▶ [Recorded information]:
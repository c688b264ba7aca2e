//! Error types for the headless runner.

use thiserror::Error;

use bot_core::config::ConfigError;

use crate::scenario::ScenarioError;

/// Result type alias using [`HeadlessError`].
pub type Result<T> = std::result::Result<T, HeadlessError>;

/// Everything that can stop a headless run.
#[derive(Debug, Error)]
pub enum HeadlessError {
    /// Scenario could not be loaded.
    #[error(transparent)]
    Scenario(#[from] ScenarioError),

    /// Engine configuration could not be loaded.
    #[error(transparent)]
    Config(#[from] ConfigError),

    /// Output or replay file IO failed.
    #[error("IO error: {0}")]
    Io(#[from] std::io::Error),

    /// A JSON line could not be written.
    #[error("Failed to encode frame line: {0}")]
    Json(#[from] serde_json::Error),

    /// A replay could not be encoded or decoded.
    #[error("Failed to encode replay: {0}")]
    Replay(#[from] bincode::Error),

    /// Replay written by an incompatible version.
    #[error("Replay version mismatch: expected {expected}, got {found}")]
    VersionMismatch {
        /// Version this build writes.
        expected: u32,
        /// Version found in the file.
        found: u32,
    },
}
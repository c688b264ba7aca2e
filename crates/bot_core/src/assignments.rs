//! Resource assignment table.
//!
//! Maps each controlled unit to the job it was given: harvesting a mineral
//! field, harvesting a refinery, constructing, or fighting. Keys are live
//! unit ids; entries for units missing from the current snapshot are pruned
//! before any new assignment is computed.
//!
//! The worker allocator writes the harvest and construction roles, the build
//! order scheduler marks builders, and the combat commander writes the combat
//! role. Iteration is in id order.

use std::collections::BTreeMap;

use serde::{Deserialize, Serialize};

use crate::world::{Snapshot, UnitId};

/// What a unit has been told to do.
#[derive(Debug, Clone, Copy, PartialEq, Eq, Hash, Serialize, Deserialize)]
pub enum Role {
    /// Harvesting the mineral field in `target`.
    HarvestMinerals,
    /// Harvesting the refinery in `target`.
    HarvestGas,
    /// Constructing a structure.
    Construction,
    /// Under the combat commander.
    Combat,
}

/// One row of the table.
#[derive(Debug, Clone, Copy, PartialEq, Eq, Serialize, Deserialize)]
pub struct Assignment {
    /// Job.
    pub role: Role,
    /// Resource node or other target of the job.
    pub target: Option<UnitId>,
    /// Frame the assignment was made.
    pub since_frame: u32,
}

/// Unit id to assignment.
#[derive(Debug, Clone, Default, PartialEq, Eq, Serialize, Deserialize)]
pub struct AssignmentTable {
    entries: BTreeMap<UnitId, Assignment>,
}

impl AssignmentTable {
    /// Create an empty table.
    #[must_use]
    pub fn new() -> Self {
        Self::default()
    }

    /// Record or replace a unit's assignment.
    pub fn assign(&mut self, unit: UnitId, role: Role, target: Option<UnitId>, frame: u32) {
        self.entries.insert(
            unit,
            Assignment {
                role,
                target,
                since_frame: frame,
            },
        );
    }

    /// Drop a unit's assignment, returning it.
    pub fn remove(&mut self, unit: UnitId) -> Option<Assignment> {
        self.entries.remove(&unit)
    }

    /// A unit's current assignment.
    #[must_use]
    pub fn get(&self, unit: UnitId) -> Option<&Assignment> {
        self.entries.get(&unit)
    }

    /// A unit's role, if assigned.
    #[must_use]
    pub fn role_of(&self, unit: UnitId) -> Option<Role> {
        self.entries.get(&unit).map(|a| a.role)
    }

    /// Whether the unit has any entry.
    #[must_use]
    pub fn contains(&self, unit: UnitId) -> bool {
        self.entries.contains_key(&unit)
    }

    /// Number of entries.
    #[must_use]
    pub fn len(&self) -> usize {
        self.entries.len()
    }

    /// Whether the table is empty.
    #[must_use]
    pub fn is_empty(&self) -> bool {
        self.entries.is_empty()
    }

    /// Remove everything.
    pub fn clear(&mut self) {
        self.entries.clear();
    }

    /// All entries in unit id order.
    pub fn iter(&self) -> impl Iterator<Item = (UnitId, &Assignment)> {
        self.entries.iter().map(|(id, a)| (*id, a))
    }

    /// Units holding `role`, in id order.
    pub fn units_with_role(&self, role: Role) -> impl Iterator<Item = UnitId> + '_ {
        self.entries
            .iter()
            .filter(move |(_, a)| a.role == role)
            .map(|(id, _)| *id)
    }

    /// Units holding `role` on `target`, in id order.
    #[must_use]
    pub fn units_on(&self, role: Role, target: UnitId) -> Vec<UnitId> {
        self.entries
            .iter()
            .filter(|(_, a)| a.role == role && a.target == Some(target))
            .map(|(id, _)| *id)
            .collect()
    }

    /// Number of units per target for `role`.
    #[must_use]
    pub fn load_by_target(&self, role: Role) -> BTreeMap<UnitId, usize> {
        let mut load = BTreeMap::new();
        for assignment in self.entries.values().filter(|a| a.role == role) {
            if let Some(target) = assignment.target {
                *load.entry(target).or_insert(0) += 1;
            }
        }
        load
    }

    /// Keep only entries accepted by `keep`, returning the removed unit ids.
    pub fn retain<F>(&mut self, mut keep: F) -> Vec<UnitId>
    where
        F: FnMut(UnitId, &Assignment) -> bool,
    {
        let mut removed = Vec::new();
        self.entries.retain(|id, a| {
            let kept = keep(*id, a);
            if !kept {
                removed.push(*id);
            }
            kept
        });
        removed
    }

    /// Drop entries for units not owned and alive in `snapshot`.
    pub fn prune_dead(&mut self, snapshot: &Snapshot) -> Vec<UnitId> {
        self.retain(|id, _| snapshot.is_own_alive(id))
    }
}
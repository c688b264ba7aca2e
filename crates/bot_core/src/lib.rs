//! # Bot Core
//!
//! Decision engine for a real-time strategy game-playing agent.
//!
//! Once per frame the engine reads a snapshot of the visible world and
//! issues unit commands back into it. This crate contains **only** the
//! decision logic:
//! - No rendering
//! - No IO beyond loading a config file
//! - No randomness
//! - No floating-point math (uses fixed-point)
//!
//! The same snapshot always produces the same commands, which keeps headless
//! runs and command replays reproducible.
//!
//! ## Crate Structure
//!
//! - [`world`] - Boundary to the game world and the per-frame snapshot
//! - [`build_order`] - Production queue and pending construction tracking
//! - [`placement`] - Building placement search
//! - [`workers`] - Worker to resource node allocation
//! - [`combat`] - Per-unit attack state machine
//! - [`engine`] - Facade running the components in order
//! - [`config`] - Tunable constants, loadable from RON

#![forbid(unsafe_code)]
#![warn(missing_docs)]
#![warn(clippy::all, clippy::pedantic)]

pub mod assignments;
pub mod build_order;
pub mod combat;
pub mod config;
pub mod engine;
pub mod error;
pub mod math;
pub mod placement;
pub mod unit_kind;
pub mod workers;
pub mod world;

pub use error::{BotError, Result};

/// Re-export commonly used types
pub mod prelude {
    pub use crate::assignments::{Assignment, AssignmentTable, Role};
    pub use crate::build_order::{BuildScheduler, PendingConstruction, SchedulerStatus};
    pub use crate::combat::{CombatAssignment, CombatAssignmentKind, CombatCommander, CombatReport};
    pub use crate::config::{ConfigError, EngineConfig};
    pub use crate::engine::{
        BotEvents, Directives, Engine, EngineStatus, FrameReport, SharedEngine, TickOutcome,
    };
    pub use crate::error::{BotError, CommandError, Result, ScheduleError};
    pub use crate::math::{Fixed, Position, TilePosition, TILE_SIZE};
    pub use crate::unit_kind::UnitKind;
    pub use crate::workers::{AllocationReport, WorkerAllocator};
    pub use crate::world::{
        CommandSink, GameWorld, Order, Owner, PlayerState, Snapshot, UnitCommand, UnitId,
        UnitView, WorldView,
    };
}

▶ [What needs to be done]:
Your task is to retype the records above exactly.

▶ [Reply]:
repository c688b264ba7aca2e
//! Error types for the headless runner.

use thiserror::Error;

use bot_core::config::ConfigError;

use crate::scenario::ScenarioError;

/// Result type alias using [`HeadlessError`].
pub type Result<T> = std::result::Result<T, HeadlessError>;

/// Everything that can stop a headless run.
#[derive(Debug, Error)]
pub enum HeadlessError {
    /// Scenario could not be loaded.
    #[error(transparent)]
    Scenario(#[from] ScenarioError),

    /// Engine configuration could not be loaded.
    #[error(transparent)]
    Config(#[from] ConfigError),

    /// Output or replay file IO failed.
    #[error("IO error: {0}")]
    Io(#[from] std::io::Error),

    /// A JSON line could not be written.
    #[error("Failed to encode frame line: {0}")]
    Json(#[from] serde_json::Error),

    /// A replay could not be encoded or decoded.
    #[error("Failed to encode replay: {0}")]
    Replay(#[from] bincode::Error),

    /// Replay written by an incompatible version.
    #[error("Replay version mismatch: expected {expected}, got {found}")]
    VersionMismatch {
        /// Version this build writes.
        expected: u32,
        /// Version found in the file.
        found: u32,
    },
}
repository c688b264ba7aca2e
filename crates/bot_core/src/assignments.rs
//! Resource assignment table.
//!
//! Maps each controlled unit to the job it was given: harvesting a mineral
//! field, harvesting a refinery, constructing, or fighting. Keys are live
//! unit ids; entries for units missing from the current snapshot are pruned
//! before any new assignment is computed.
//!
//! The worker allocator writes the harvest and construction roles, the build
//! order scheduler marks builders, and the combat commander writes the combat
//! role. Iteration is in id order.

use std::collections::BTreeMap;

use serde::{Deserialize, Serialize};

use crate::world::{Snapshot, UnitId};

/// What a unit has been told to do.
#[derive(Debug, Clone, Copy, PartialEq, Eq, Hash, Serialize, Deserialize)]
pub enum Role {
    /// Harvesting the mineral field in `target`.
    HarvestMinerals,
    /// Harvesting the refinery in `target`.
    HarvestGas,
    /// Constructing a structure.
    Construction,
    /// Under the combat commander.
    Combat,
}

/// One row of the table.
#[derive(Debug, Clone, Copy, PartialEq, Eq, Serialize, Deserialize)]
pub struct Assignment {
    /// Job.
    pub role: Role,
    /// Resource node or other target of the job.
    pub target: Option<UnitId>,
    /// Frame the assignment was made.
    pub since_frame: u32,
}

/// Unit id to assignment.
#[derive(Debug, Clone, Default, PartialEq, Eq, Serialize, Deserialize)]
pub struct AssignmentTable {
    entries: BTreeMap<UnitId, Assignment>,
}

impl AssignmentTable {
    /// Create an empty table.
    #[must_use]
    pub fn new() -> Self {
        Self::default()
    }

    /// Record or replace a unit's assignment.
    pub fn assign(&mut self, unit: UnitId, role: Role, target: Option<UnitId>, frame: u32) {
        self.entries.insert(
            unit,
            Assignment {
                role,
                target,
                since_frame: frame,
            },
        );
    }

    /// Drop a unit's assignment, returning it.
    pub fn remove(&mut self, unit: UnitId) -> Option<Assignment> {
        self.entries.remove(&unit)
    }

    /// A unit's current assignment.
    #[must_use]
    pub fn get(&self, unit: UnitId) -> Option<&Assignment> {
        self.entries.get(&unit)
    }

    /// A unit's role, if assigned.
    #[must_use]
    pub fn role_of(&self, unit: UnitId) -> Option<Role> {
        self.entries.get(&unit).map(|a| a.role)
    }

    /// Whether the unit has any entry.
    #[must_use]
    pub fn contains(&self, unit: UnitId) -> bool {
        self.entries.contains_key(&unit)
    }

    /// Number of entries.
    #[must_use]
    pub fn len(&self) -> usize {
        self.entries.len()
    }

    /// Whether the table is empty.
    #[must_use]
    pub fn is_empty(&self) -> bool {
        self.entries.is_empty()
    }

    /// Remove everything.
    pub fn clear(&mut self) {
        self.entries.clear();
    }

    /// All entries in unit id order.
    pub fn iter(&self) -> impl Iterator<Item = (UnitId, &Assignment)> {
        self.entries.iter().map(|(id, a)| (*id, a))
    }

    /// Units holding `role`, in id order.
    pub fn units_with_role(&self, role: Role) -> impl Iterator<Item = UnitId> + '_ {
        self.entries
            .iter()
            .filter(move |(_, a)| a.role == role)
            .map(|(id, _)| *id)
    }

    /// Units holding `role` on `target`, in id order.
    #[must_use]
    pub fn units_on(&self, role: Role, target: UnitId) -> Vec<UnitId> {
        self.entries
            .iter()
            .filter(|(_, a)| a.role == role && a.target == Some(target))
            .map(|(id, _)| *id)
            .collect()
    }

    /// Number of units per target for `role`.
    #[must_use]
    pub fn load_by_target(&self, role: Role) -> BTreeMap<UnitId, usize> {
        let mut load = BTreeMap::new();
        for assignment in self.entries.values().filter(|a| a.role == role) {
            if let Some(target) = assignment.target {
                *load.entry(target).or_insert(0) += 1;
            }
        }
        load
    }

    /// Keep only entries accepted by `keep`, returning the removed unit ids.
    pub fn retain<F>(&mut self, mut keep: F) -> Vec<UnitId>
    where
        F: FnMut(UnitId, &Assignment) -> bool,
    {
        let mut removed = Vec::new();
        self.entries.retain(|id, a| {
            let kept = keep(*id, a);
            if !kept {
                removed.push(*id);
            }
            kept
        });
        removed
    }

    /// Drop entries for units not owned and alive in `snapshot`.
    pub fn prune_dead(&mut self, snapshot: &Snapshot) -> Vec<UnitId> {
        self.retain(|id, _| snapshot.is_own_alive(id))
    }
}
repository c688b264ba7aca2e
filename crates/bot_core/src/lib.rs
//! # Bot Core
//!
//! Decision engine for a real-time strategy game-playing agent.
//!
//! Once per frame the engine reads a snapshot of the visible world and
//! issues unit commands back into it. This crate contains **only** the
//! decision logic:
//! - No rendering
//! - No IO beyond loading a config file
//! - No randomness
//! - No floating-point math (uses fixed-point)
//!
//! The same snapshot always produces the same commands, which keeps headless
//! runs and command replays reproducible.
//!
//! ## Crate Structure
//!
//! - [`world`] - Boundary to the game world and the per-frame snapshot
//! - [`build_order`] - Production queue and pending construction tracking
//! - [`placement`] - Building placement search
//! - [`workers`] - Worker to resource node allocation
//! - [`combat`] - Per-unit attack state machine
//! - [`engine`] - Facade running the components in order
//! - [`config`] - Tunable constants, loadable from RON

#![forbid(unsafe_code)]
#![warn(missing_docs)]
#![warn(clippy::all, clippy::pedantic)]

pub mod assignments;
pub mod build_order;
pub mod combat;
pub mod config;
pub mod engine;
pub mod error;
pub mod math;
pub mod placement;
pub mod unit_kind;
pub mod workers;
pub mod world;

pub use error::{BotError, Result};

/// Re-export commonly used types
pub mod prelude {
    pub use crate::assignments::{Assignment, AssignmentTable, Role};
    pub use crate::build_order::{BuildScheduler, PendingConstruction, SchedulerStatus};
    pub use crate::combat::{CombatAssignment, CombatAssignmentKind, CombatCommander, CombatReport};
    pub use crate::config::{ConfigError, EngineConfig};
    pub use crate::engine::{
        BotEvents, Directives, Engine, EngineStatus, FrameReport, SharedEngine, TickOutcome,
    };
    pub use crate::error::{BotError, CommandError, Result, ScheduleError};
    pub use crate::math::{Fixed, Position, TilePosition, TILE_SIZE};
    pub use crate::unit_kind::UnitKind;
    pub use crate::workers::{AllocationReport, WorkerAllocator};
    pub use crate::world::{
        CommandSink, GameWorld, Order, Owner, PlayerState, Snapshot, UnitCommand, UnitId,
        UnitView, WorldView,
    };
}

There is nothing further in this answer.